O SR. PRESIDENTE (Alexandre Padilha. PT - SP) - Vamos passar a palavra agora ao Alessandro, que representa aqui o CONASEMS, por 10 minutos.
Obrigado, Deputado Alexandre, pelo convite. Eu quero, em nome do Presidente Wilames, agradecer a oportunidade. Para nós, sempre é um prazer falar aqui na Casa do Povo, ainda mais de um tema tão relevante.
Queria cumprimentar meus colegas de debate: Liliana, George, Gerson, Rodrigo, Nereu, Carla e Márcia.
Todos os que me antecederam, Deputado, já falaram bastante. Não quero ser repetitivo, mas a fala de todos passou por essa questão da ação coordenada e da integração.
Da integração, realmente, nós falamos muito, mas integrar não é uma coisa simples. Eu acho que o próprio processo da pandemia nos forçou a fazer ações muito mais integradas e coordenadas. Hoje, a saúde é chamada até para opinar se voltam as aulas ou não. Eu acho que, neste momento que estamos vivendo, estamos aprendendo a duras penas a ser mais solidários e a realizar ações mais coordenadas com vários setores.
O trabalho que a Liliana citou é fantástico. Eu acho que nós temos é que somar forças como sociedade e tentar, de fato, fazer com que essas ações integradas, coordenadas sejam mais eficientes.
Essa questão sempre foi muito difícil e ultimamente está mais difícil ainda nós mexermos com qualquer população vulnerável. A própria população já é difícil. Nós tivemos muita dificuldade de colocar os privados de liberdade no plano de vacinação.
O Gerson traz muito bem essa questão dos sistemas. Acho que nós temos sistemas demais, inclusive. Para o Gerson, grande epidemiologista que é, estudioso, é tranquilo, mas, para nós, o problema é essas informações estarem sistematizadas para quem de fato precisa fazer as ações de política pública. Eu acho que nós precisamos evoluir bastante ainda.

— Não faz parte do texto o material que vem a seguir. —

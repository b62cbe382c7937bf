//! Configuration Error Types
//!
//! This module provides structured errors using `exn` for automatic location
//! tracking and error tree construction.

use derive_more::{Display, Error};
use std::path::PathBuf;

/// A configuration error with automatic location tracking.
pub type Error = exn::Exn<ErrorKind>;
/// Result type alias for configuration operations.
pub type Result<T> = std::result::Result<T, Error>;

/// Actionable error categories.
///
/// These describe what the caller should *do*, not what went wrong internally.
#[derive(Debug, Display, Error, Clone, PartialEq, Eq)]
pub enum ErrorKind {
    /// An explicitly requested configuration file does not exist.
    #[display("configuration file not found: {}", _0.display())]
    NotFound(#[error(not(source))] PathBuf),
    /// A configuration source could not be parsed or merged.
    #[display("cannot load configuration")]
    Load,
    /// A file extension setting is not of the form `.ext`.
    #[display("invalid file extension {_0:?}; expected a leading dot, e.g. \".woff2\"")]
    InvalidExtension(#[error(not(source))] String),
}

impl ErrorKind {
    /// Returns `true` if retrying might succeed.
    pub fn is_retryable(&self) -> bool {
        false
    }
}

#[cfg(test)]
mod tests {
    use super::*;

    #[test]
    fn error_kind_display() {
        assert_eq!(
            ErrorKind::InvalidExtension("woff".to_string()).to_string(),
            "invalid file extension \"woff\"; expected a leading dot, e.g. \".woff2\""
        );
        assert_eq!(ErrorKind::NotFound(PathBuf::from("f2b.toml")).to_string(), "configuration file not found: f2b.toml");
        assert!(!ErrorKind::Load.is_retryable());
    }
}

Nós temos um exemplo muito interessante de algo que fizemos há um tempo — não vou lembrar a data. Nós fazíamos as ações articuladas com o Ministério da Justiça. Na época, levamos até várias coisas à Comissão Tripartite. O Ministério da Justiça ia para a Comissão Tripartite, para o Fórum de Gestão do Sistema Único de Saúde. Eu acho que naquele momento saiu muita coisa boa. Acho que é um movimento que tem que ser retomado, pela importância do tema.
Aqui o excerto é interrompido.